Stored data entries
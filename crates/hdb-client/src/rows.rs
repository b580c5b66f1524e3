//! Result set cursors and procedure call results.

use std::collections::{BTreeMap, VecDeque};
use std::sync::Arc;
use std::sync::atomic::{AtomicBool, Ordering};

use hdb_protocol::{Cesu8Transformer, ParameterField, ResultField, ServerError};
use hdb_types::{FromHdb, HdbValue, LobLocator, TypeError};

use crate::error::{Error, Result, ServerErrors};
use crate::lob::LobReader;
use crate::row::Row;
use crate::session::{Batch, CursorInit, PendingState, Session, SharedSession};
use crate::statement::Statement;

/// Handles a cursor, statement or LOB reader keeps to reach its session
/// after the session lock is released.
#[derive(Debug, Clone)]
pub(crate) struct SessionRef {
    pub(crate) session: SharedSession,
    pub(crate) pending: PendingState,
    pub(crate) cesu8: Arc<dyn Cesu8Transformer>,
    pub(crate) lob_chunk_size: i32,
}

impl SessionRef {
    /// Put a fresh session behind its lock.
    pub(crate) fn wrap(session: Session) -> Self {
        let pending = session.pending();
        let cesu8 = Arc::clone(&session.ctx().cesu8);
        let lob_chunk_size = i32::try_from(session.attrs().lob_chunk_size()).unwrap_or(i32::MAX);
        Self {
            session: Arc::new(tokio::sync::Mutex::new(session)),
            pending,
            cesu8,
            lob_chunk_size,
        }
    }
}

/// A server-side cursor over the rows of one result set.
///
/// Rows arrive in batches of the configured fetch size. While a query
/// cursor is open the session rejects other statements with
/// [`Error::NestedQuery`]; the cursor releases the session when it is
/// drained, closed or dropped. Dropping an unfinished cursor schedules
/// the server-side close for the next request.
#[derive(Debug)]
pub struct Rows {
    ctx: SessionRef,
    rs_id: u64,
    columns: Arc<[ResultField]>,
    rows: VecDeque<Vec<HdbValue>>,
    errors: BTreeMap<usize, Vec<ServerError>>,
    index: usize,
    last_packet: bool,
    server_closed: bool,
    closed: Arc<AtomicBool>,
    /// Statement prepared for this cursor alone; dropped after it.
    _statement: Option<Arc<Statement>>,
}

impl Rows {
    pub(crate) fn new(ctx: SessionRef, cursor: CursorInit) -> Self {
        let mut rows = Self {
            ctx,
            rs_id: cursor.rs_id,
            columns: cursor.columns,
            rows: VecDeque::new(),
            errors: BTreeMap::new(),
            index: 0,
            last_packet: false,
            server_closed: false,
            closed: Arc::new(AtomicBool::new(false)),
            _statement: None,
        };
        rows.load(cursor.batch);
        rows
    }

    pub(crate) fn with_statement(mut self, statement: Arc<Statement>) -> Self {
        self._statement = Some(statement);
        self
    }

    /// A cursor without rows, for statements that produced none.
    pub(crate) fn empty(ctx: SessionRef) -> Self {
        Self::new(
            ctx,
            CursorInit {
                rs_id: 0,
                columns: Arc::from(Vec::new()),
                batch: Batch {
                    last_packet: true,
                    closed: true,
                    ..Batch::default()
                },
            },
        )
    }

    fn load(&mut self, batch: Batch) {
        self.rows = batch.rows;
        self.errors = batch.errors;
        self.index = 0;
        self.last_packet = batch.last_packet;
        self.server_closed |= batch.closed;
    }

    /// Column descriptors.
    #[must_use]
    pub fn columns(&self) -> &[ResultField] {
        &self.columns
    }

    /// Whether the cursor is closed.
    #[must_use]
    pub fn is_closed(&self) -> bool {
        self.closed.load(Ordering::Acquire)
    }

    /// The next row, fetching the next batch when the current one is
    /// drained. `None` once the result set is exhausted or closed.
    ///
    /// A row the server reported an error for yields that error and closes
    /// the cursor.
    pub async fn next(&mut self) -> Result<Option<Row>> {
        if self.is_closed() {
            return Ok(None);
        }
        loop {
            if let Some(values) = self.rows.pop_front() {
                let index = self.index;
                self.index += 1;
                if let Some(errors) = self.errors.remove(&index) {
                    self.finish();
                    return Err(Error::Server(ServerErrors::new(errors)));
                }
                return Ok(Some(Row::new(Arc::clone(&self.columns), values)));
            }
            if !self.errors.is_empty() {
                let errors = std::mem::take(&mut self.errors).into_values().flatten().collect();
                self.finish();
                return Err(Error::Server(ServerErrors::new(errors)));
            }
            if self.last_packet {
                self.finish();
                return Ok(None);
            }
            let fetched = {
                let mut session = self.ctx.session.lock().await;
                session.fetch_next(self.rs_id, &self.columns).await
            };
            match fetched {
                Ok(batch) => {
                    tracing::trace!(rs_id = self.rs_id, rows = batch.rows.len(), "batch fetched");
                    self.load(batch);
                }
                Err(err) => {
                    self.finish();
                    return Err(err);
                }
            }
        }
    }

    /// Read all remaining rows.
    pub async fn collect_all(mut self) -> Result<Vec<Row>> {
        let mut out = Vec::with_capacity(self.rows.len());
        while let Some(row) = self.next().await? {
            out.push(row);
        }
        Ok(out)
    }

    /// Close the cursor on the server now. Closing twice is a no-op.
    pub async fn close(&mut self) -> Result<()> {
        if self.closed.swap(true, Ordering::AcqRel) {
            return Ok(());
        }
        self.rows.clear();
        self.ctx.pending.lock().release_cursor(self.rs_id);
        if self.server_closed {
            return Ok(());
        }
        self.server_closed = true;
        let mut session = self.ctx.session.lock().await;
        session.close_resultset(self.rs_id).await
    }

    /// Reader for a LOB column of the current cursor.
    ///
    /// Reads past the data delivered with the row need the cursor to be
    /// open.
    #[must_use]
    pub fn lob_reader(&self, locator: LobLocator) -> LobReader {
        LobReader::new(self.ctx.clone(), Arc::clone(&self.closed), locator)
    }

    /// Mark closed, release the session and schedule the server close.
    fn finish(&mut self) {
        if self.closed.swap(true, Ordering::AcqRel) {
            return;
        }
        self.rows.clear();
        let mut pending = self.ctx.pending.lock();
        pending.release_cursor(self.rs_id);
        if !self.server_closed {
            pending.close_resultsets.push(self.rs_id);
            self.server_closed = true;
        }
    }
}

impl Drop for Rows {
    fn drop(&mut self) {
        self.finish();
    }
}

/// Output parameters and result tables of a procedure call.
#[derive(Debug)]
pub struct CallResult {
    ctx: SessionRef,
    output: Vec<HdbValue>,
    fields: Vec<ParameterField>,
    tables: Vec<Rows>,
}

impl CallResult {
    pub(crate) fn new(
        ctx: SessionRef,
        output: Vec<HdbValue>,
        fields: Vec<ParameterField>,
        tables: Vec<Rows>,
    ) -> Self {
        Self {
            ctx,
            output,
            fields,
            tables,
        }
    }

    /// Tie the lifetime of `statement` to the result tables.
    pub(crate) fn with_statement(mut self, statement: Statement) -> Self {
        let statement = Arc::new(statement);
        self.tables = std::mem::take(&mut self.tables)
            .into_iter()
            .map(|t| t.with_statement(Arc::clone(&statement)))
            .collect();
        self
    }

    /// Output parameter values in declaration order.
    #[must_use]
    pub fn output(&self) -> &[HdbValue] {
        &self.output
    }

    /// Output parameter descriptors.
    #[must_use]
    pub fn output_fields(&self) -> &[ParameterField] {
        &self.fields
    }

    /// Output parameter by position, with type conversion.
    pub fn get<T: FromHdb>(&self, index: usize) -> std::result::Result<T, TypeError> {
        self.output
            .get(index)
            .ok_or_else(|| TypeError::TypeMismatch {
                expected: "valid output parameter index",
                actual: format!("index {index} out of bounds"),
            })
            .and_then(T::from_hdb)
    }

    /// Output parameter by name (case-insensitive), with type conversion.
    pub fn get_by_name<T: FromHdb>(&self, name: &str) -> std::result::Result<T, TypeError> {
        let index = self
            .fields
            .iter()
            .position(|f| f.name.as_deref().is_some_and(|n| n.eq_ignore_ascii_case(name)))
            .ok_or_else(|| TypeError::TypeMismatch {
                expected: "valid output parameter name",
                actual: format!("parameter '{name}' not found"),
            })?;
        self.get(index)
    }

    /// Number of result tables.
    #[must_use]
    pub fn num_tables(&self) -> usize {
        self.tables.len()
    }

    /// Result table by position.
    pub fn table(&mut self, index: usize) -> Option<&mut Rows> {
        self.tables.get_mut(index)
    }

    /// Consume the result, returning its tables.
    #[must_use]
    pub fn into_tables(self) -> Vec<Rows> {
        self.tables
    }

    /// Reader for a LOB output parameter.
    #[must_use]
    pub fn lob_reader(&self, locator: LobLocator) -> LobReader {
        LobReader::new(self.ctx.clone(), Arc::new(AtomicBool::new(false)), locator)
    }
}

EXERCISE DETAILS → With no other words, state how many lines above hold the word "that".

PROBLEM SOLUTION → 2